■ Task to complete
Among the records below, find the line that has "let delay = delays"; from there, give the lines again exactly, and stop after the line that has "assert_eq!(report.results.len(), ProbeKind::FULL_SCAN.len());".

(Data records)
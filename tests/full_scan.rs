//! Full-scan behavior with injected probes
//!
//! Real probes touch the network; these fakes only sleep and answer, so the
//! tests pin down isolation, ordering and single-flight semantics.

use async_trait::async_trait;
use network_master::{
    error::{AppError, Result},
    models::{
        DeviceReport, DnsInfo, GeolocationReport, IpInfo, LocationRecord, NetworkInfo, ProbePayload, PublicIpInfo,
    },
    orchestrator::{Probe, ProbeContext, ProbeEvent, ProbeOrchestrator},
    types::{DiscoveryStrategy, ProbeInput, ProbeKind, ProbeStatus, ScanState},
    Config, ErrorClass,
};
use std::collections::BTreeMap;
use std::sync::{Arc, Mutex};
use std::time::Duration;
use tokio::sync::mpsc;

const PUBLIC_IP: &str = "203.0.113.50";

fn payload_for(kind: ProbeKind, input: &ProbeInput) -> Result<ProbePayload> {
    let payload = match kind {
        ProbeKind::NetworkInfo => ProbePayload::NetworkInfo(NetworkInfo {
            hostname: "test-host".to_string(),
            local_ip: Some("192.168.1.20".parse().unwrap()),
            mac_address: None,
            interfaces: Vec::new(),
            connection_type: "Ethernet".to_string(),
            link_speed_mbps: 1000,
        }),
        ProbeKind::DnsInfo => ProbePayload::DnsInfo(DnsInfo {
            nameservers: vec!["192.168.1.1".to_string()],
            test_domain: "example.com".to_string(),
            a_record: Some("93.184.215.14".to_string()),
        }),
        ProbeKind::Devices => ProbePayload::Devices(DeviceReport {
            subnet_prefix: "192.168.1".to_string(),
            strategy: DiscoveryStrategy::Simulated,
            devices: Vec::new(),
        }),
        ProbeKind::PublicIp => ProbePayload::PublicIp(PublicIpInfo {
            provider: "fake".to_string(),
            info: IpInfo {
                ip: Some(PUBLIC_IP.to_string()),
                ..IpInfo::default()
            },
        }),
        ProbeKind::Geolocation => {
            let ip = match input {
                ProbeInput::Ip(ip) => *ip,
                other => return Err(AppError::validation(format!("unexpected input {:?}", other))),
            };
            ProbePayload::Geolocation(GeolocationReport {
                location: LocationRecord {
                    ip,
                    latitude: 38.7,
                    longitude: -9.1,
                    metadata: BTreeMap::new(),
                },
                map_artifact: None,
            })
        }
        other => return Err(AppError::internal(format!("no fake payload for {}", other))),
    };
    Ok(payload)
}

/// Sleeps, records the call, then answers or fails as scripted
struct FakeProbe {
    kind: ProbeKind,
    delay: Duration,
    failure: Option<AppError>,
    seen: Arc<Mutex<Vec<(ProbeKind, ProbeInput)>>>,
}

#[async_trait]
impl Probe for FakeProbe {
    fn kind(&self) -> ProbeKind {
        self.kind
    }

    async fn run(&self, ctx: &ProbeContext) -> Result<ProbePayload> {
        self.seen.lock().unwrap().push((self.kind, ctx.input.clone()));
        ctx.guarded(async {
            tokio::time::sleep(self.delay).await;
            Ok(())
        })
        .await?;
        match &self.failure {
            Some(error) => Err(error.clone()),
            None => payload_for(self.kind, &ctx.input),
        }
    }
}

struct Harness {
    orchestrator: ProbeOrchestrator,
    seen: Arc<Mutex<Vec<(ProbeKind, ProbeInput)>>>,
    events: mpsc::UnboundedReceiver<ProbeEvent>,
}

fn harness(delays: &[(ProbeKind, u64)], failures: Vec<(ProbeKind, AppError)>) -> Harness {
    let seen = Arc::new(Mutex::new(Vec::new()));
    let (tx, rx) = mpsc::unbounded_channel();
    let mut builder = ProbeOrchestrator::builder(Config::default()).events(tx);
    for kind in ProbeKind::FULL_SCAN {
        let delay = delays
            .iter()
            .find(|(k, _)| *k == kind)
            .map(|(_, ms)| Duration::from_millis(*ms))
            .unwrap_or(Duration::from_millis(10));
        let failure = failures.iter().find(|(k, _)| *k == kind).map(|(_, e)| e.clone());
        builder = builder.probe(Arc::new(FakeProbe {
            kind,
            delay,
            failure,
            seen: seen.clone(),
        }));
    }
    Harness {
        orchestrator: builder.build(),
        seen,
        events: rx,
    }
}

fn drain(events: &mut mpsc::UnboundedReceiver<ProbeEvent>) -> Vec<ProbeEvent> {
    let mut out = Vec::new();
    while let Ok(event) = events.try_recv() {
        out.push(event);
    }
    out
}

#[tokio::test]
async fn test_all_probes_succeed() {
    let Harness { orchestrator, .. } = harness(&[], Vec::new());

    let report = orchestrator.run_full_scan().await.unwrap();

    assert_eq!(report.state, ScanState::AllDone);
    assert_eq!(report.results.len(), ProbeKind::FULL_SCAN.len());
    assert!(report.results.iter().all(|r| r.status == ProbeStatus::Success));
    assert_eq!(orchestrator.scan_state(), ScanState::AllDone);

    let snapshot = orchestrator.store().snapshot().await;
    for kind in ProbeKind::FULL_SCAN {
        assert_eq!(snapshot.get(kind).unwrap().status, ProbeStatus::Success);
    }
}

#[tokio::test]
async fn test_speed_test_failure_is_isolated() {
    let Harness { orchestrator, .. } = harness(
        &[(ProbeKind::SpeedTest, 50)],
        vec![(ProbeKind::SpeedTest, AppError::timeout("server list did not answer"))],
    );

    let report = orchestrator.run_full_scan().await.unwrap();

    assert_eq!(
        report.state,
        ScanState::PartialFailure {
            failed: vec![ProbeKind::SpeedTest]
        }
    );
    let speed = orchestrator.store().get(ProbeKind::SpeedTest).await.unwrap();
    assert_eq!(speed.status, ProbeStatus::Failed);
    assert_eq!(speed.error.unwrap().class, ErrorClass::Timeout);

    for kind in [ProbeKind::NetworkInfo, ProbeKind::DnsInfo, ProbeKind::Devices, ProbeKind::Geolocation] {
        let result = orchestrator.store().get(kind).await.unwrap();
        assert_eq!(result.status, ProbeStatus::Success, "{} should not be affected", kind);
    }
}

#[tokio::test]
async fn test_geolocation_waits_for_public_ip() {
    let Harness {
        orchestrator,
        seen,
        mut events,
    } = harness(&[(ProbeKind::PublicIp, 80)], Vec::new());

    orchestrator.run_full_scan().await.unwrap();

    let geo_input = seen
        .lock()
        .unwrap()
        .iter()
        .find(|(kind, _)| *kind == ProbeKind::Geolocation)
        .map(|(_, input)| input.clone());
    assert_eq!(geo_input, Some(ProbeInput::Ip(PUBLIC_IP.parse().unwrap())));

    let events = drain(&mut events);
    let ip_done = events
        .iter()
        .position(|e| matches!(e, ProbeEvent::ProbeFinished { kind: ProbeKind::PublicIp, .. }))
        .unwrap();
    let geo_started = events
        .iter()
        .position(|e| matches!(e, ProbeEvent::ProbeStarted { kind: ProbeKind::Geolocation }))
        .unwrap();
    assert!(ip_done < geo_started);

    assert!(matches!(events.first(), Some(ProbeEvent::ScanStarted { .. })));
    assert!(matches!(events.last(), Some(ProbeEvent::ScanFinished { state: ScanState::AllDone, .. })));
}

#[tokio::test]
async fn test_geolocation_is_unavailable_without_public_ip() {
    let Harness { orchestrator, seen, .. } = harness(
        &[],
        vec![(ProbeKind::PublicIp, AppError::ProvidersExhausted { attempted: 3 })],
    );

    let report = orchestrator.run_full_scan().await.unwrap();

    assert_eq!(
        report.state,
        ScanState::PartialFailure {
            failed: vec![ProbeKind::PublicIp, ProbeKind::Geolocation]
        }
    );
    let geo = orchestrator.store().get(ProbeKind::Geolocation).await.unwrap();
    let error = geo.error.unwrap();
    assert_eq!(error.class, ErrorClass::Unavailable);
    assert!(error.message.contains("public IP unavailable"));
    assert!(!seen.lock().unwrap().iter().any(|(kind, _)| *kind == ProbeKind::Geolocation));
}

#[tokio::test]
async fn test_second_scan_is_rejected_while_running() {
    let Harness { orchestrator, .. } = harness(&[(ProbeKind::Devices, 300)], Vec::new());

    let first = {
        let orchestrator = orchestrator.clone();
        tokio::spawn(async move { orchestrator.run_full_scan().await })
    };
    tokio::time::sleep(Duration::from_millis(50)).await;
    assert!(orchestrator.scan_state().is_running());

    let second = orchestrator.run_full_scan().await;
    assert!(matches!(second, Err(AppError::ScanInProgress)));

    let report = first.await.unwrap().unwrap();
    assert_eq!(report.state, ScanState::AllDone);

    // finished scans release the guard
    let third = orchestrator.run_full_scan().await.unwrap();
    assert_eq!(third.state, ScanState::AllDone);
    assert_ne!(third.scan_id, report.scan_id);
}

#[tokio::test]
async fn test_cancel_scan_fails_unfinished_probes() {
    let Harness { orchestrator, .. } = harness(&[(ProbeKind::SpeedTest, 5_000), (ProbeKind::Devices, 5_000)], Vec::new());

    let scan = {
        let orchestrator = orchestrator.clone();
        tokio::spawn(async move { orchestrator.run_full_scan().await })
    };
    tokio::time::sleep(Duration::from_millis(100)).await;
    assert!(orchestrator.cancel_scan());

    let report = tokio::time::timeout(Duration::from_secs(2), scan).await.unwrap().unwrap().unwrap();
    assert_eq!(
        report.state,
        ScanState::PartialFailure {
            failed: vec![ProbeKind::SpeedTest, ProbeKind::Devices]
        }
    );
    let speed = orchestrator.store().get(ProbeKind::SpeedTest).await.unwrap();
    assert_eq!(speed.error.unwrap().class, ErrorClass::Cancelled);
    assert!(!orchestrator.cancel_scan());
}

#[tokio::test]
async fn test_dropped_scan_still_records_terminal_entries() {
    let Harness { orchestrator, .. } = harness(&[(ProbeKind::SpeedTest, 5_000)], Vec::new());

    let abandoned = tokio::time::timeout(Duration::from_millis(200), orchestrator.run_full_scan()).await;
    assert!(abandoned.is_err());

    // the scan task winds down on its own once the caller is gone
    let mut state = orchestrator.scan_state();
    for _ in 0..100 {
        if !state.is_running() {
            break;
        }
        tokio::time::sleep(Duration::from_millis(20)).await;
        state = orchestrator.scan_state();
    }
    assert_eq!(
        state,
        ScanState::PartialFailure {
            failed: vec![ProbeKind::SpeedTest]
        }
    );

    let snapshot = orchestrator.store().snapshot().await;
    for kind in ProbeKind::FULL_SCAN {
        let result = snapshot.get(kind).unwrap();
        assert!(result.status.is_terminal(), "{} left as {}", kind, result.status);
    }
    let speed = snapshot.get(ProbeKind::SpeedTest).unwrap();
    assert_eq!(speed.error.as_ref().unwrap().class, ErrorClass::Cancelled);
    assert_eq!(snapshot.get(ProbeKind::NetworkInfo).unwrap().status, ProbeStatus::Success);
    assert!(!orchestrator.cancel_scan());
}

#[tokio::test]
async fn test_store_versions_increase_across_scan() {
    let Harness { orchestrator, .. } = harness(&[], Vec::new());
    let before = orchestrator.store().version().await;

    let report = orchestrator.run_full_scan().await.unwrap();

    let mut versions: Vec<u64> = report.results.iter().map(|r| r.version).collect();
    versions.sort();
    versions.dedup();
    assert_eq!(versions.len(), report.results.len());
    assert!(versions.iter().all(|v| *v > before));
    assert_eq!(orchestrator.store().version().await, *versions.last().unwrap());
}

■ Task result
        let delay = delays
            .iter()
            .find(|(k, _)| *k == kind)
            .map(|(_, ms)| Duration::from_millis(*ms))
            .unwrap_or(Duration::from_millis(10));
        let failure = failures.iter().find(|(k, _)| *k == kind).map(|(_, e)| e.clone());
        builder = builder.probe(Arc::new(FakeProbe {
            kind,
            delay,
            failure,
            seen: seen.clone(),
        }));
    }
    Harness {
        orchestrator: builder.build(),
        seen,
        events: rx,
    }
}

fn drain(events: &mut mpsc::UnboundedReceiver<ProbeEvent>) -> Vec<ProbeEvent> {
    let mut out = Vec::new();
    while let Ok(event) = events.try_recv() {
        out.push(event);
    }
    out
}

#[tokio::test]
async fn test_all_probes_succeed() {
    let Harness { orchestrator, .. } = harness(&[], Vec::new());

    let report = orchestrator.run_full_scan().await.unwrap();

    assert_eq!(report.state, ScanState::AllDone);
    assert_eq!(report.results.len(), ProbeKind::FULL_SCAN.len());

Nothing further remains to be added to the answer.